- [Task to complete]: Retrieve every line from the records in which the word "deductions" occurs.

---------- Records shown

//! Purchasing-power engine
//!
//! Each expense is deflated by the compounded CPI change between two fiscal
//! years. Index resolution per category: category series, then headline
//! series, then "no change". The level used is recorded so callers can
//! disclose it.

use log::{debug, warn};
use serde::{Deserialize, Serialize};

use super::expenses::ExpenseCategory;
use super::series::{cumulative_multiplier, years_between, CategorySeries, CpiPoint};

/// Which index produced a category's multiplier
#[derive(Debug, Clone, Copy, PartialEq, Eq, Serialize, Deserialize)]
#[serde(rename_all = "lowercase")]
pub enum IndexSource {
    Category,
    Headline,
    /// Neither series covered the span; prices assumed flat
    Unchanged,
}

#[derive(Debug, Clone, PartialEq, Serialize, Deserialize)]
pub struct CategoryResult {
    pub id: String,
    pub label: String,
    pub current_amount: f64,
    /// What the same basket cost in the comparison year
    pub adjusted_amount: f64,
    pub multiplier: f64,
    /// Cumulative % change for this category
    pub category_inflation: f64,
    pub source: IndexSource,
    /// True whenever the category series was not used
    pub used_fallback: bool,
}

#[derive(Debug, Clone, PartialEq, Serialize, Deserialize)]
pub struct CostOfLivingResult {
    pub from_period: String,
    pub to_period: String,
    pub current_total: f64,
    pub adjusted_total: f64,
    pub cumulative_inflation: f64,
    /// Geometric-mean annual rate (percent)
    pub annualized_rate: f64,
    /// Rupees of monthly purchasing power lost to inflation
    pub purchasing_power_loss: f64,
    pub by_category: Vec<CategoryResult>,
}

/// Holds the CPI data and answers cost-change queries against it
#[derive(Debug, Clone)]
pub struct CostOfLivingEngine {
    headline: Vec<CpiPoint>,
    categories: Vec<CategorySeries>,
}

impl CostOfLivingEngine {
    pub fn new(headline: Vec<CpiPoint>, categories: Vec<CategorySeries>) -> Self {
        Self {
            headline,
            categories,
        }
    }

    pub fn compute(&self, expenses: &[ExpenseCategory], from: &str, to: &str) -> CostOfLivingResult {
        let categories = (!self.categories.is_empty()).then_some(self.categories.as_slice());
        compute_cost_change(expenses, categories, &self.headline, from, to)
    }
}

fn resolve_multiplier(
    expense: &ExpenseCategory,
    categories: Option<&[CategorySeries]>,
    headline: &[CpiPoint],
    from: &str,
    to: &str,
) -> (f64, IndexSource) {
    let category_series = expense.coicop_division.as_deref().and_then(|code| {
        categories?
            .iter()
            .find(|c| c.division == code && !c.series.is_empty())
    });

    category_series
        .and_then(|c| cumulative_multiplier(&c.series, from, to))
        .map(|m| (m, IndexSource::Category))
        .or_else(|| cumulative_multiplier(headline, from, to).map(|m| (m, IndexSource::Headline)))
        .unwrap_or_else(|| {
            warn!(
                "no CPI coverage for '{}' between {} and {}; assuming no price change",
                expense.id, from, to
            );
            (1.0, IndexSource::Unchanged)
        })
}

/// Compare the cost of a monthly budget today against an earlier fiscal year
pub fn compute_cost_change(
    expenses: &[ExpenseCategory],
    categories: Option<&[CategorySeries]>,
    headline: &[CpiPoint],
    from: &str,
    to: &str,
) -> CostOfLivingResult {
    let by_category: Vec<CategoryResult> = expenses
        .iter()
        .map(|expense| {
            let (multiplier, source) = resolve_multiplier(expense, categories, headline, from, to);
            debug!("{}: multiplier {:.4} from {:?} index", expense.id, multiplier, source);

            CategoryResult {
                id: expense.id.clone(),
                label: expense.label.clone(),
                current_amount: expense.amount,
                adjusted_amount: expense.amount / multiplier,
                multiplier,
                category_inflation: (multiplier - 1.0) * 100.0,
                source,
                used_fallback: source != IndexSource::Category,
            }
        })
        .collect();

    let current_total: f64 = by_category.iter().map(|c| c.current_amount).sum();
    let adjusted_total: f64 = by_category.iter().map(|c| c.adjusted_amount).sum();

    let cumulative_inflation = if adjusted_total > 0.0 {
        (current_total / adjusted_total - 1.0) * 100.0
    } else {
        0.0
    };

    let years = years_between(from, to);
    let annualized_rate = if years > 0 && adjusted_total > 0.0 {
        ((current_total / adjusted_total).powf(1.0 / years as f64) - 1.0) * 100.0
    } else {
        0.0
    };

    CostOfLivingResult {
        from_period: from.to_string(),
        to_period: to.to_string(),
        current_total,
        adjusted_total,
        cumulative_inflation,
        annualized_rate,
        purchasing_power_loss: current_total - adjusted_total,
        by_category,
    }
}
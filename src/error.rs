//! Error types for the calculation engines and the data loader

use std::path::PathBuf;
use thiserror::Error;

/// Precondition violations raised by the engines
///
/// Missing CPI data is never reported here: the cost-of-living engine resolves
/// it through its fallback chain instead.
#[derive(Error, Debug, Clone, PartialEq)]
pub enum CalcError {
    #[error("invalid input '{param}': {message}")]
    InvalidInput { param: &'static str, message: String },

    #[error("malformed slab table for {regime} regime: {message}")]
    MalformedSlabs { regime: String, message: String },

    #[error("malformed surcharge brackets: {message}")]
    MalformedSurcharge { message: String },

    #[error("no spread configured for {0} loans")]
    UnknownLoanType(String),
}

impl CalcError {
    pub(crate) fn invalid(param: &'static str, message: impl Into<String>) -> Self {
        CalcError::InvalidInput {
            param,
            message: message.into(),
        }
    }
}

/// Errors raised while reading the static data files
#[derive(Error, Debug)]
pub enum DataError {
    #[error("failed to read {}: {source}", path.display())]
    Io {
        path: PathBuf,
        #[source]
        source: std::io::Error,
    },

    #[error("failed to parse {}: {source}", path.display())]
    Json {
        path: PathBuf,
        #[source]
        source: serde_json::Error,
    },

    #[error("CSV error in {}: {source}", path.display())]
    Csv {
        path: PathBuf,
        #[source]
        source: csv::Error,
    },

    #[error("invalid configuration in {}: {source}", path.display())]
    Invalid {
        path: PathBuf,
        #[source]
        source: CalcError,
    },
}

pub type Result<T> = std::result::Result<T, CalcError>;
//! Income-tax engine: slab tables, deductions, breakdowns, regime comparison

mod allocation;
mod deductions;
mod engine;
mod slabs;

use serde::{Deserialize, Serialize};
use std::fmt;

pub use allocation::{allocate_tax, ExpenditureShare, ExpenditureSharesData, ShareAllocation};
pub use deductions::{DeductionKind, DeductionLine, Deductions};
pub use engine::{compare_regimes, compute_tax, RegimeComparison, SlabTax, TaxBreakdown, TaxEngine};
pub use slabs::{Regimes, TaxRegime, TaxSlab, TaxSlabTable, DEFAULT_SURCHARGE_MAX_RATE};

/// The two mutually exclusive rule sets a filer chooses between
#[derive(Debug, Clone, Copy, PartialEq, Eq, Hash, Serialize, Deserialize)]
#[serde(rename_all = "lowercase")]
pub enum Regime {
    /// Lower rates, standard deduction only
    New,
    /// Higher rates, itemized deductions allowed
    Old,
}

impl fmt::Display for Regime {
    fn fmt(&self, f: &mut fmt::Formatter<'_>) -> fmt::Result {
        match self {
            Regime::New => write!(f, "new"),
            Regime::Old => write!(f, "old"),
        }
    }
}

--------------------

- [Exercise result]:
//! Income-tax engine: slab tables, deductions, breakdowns, regime comparison
mod deductions;
pub use deductions::{DeductionKind, DeductionLine, Deductions};
    /// Higher rates, itemized deductions allowed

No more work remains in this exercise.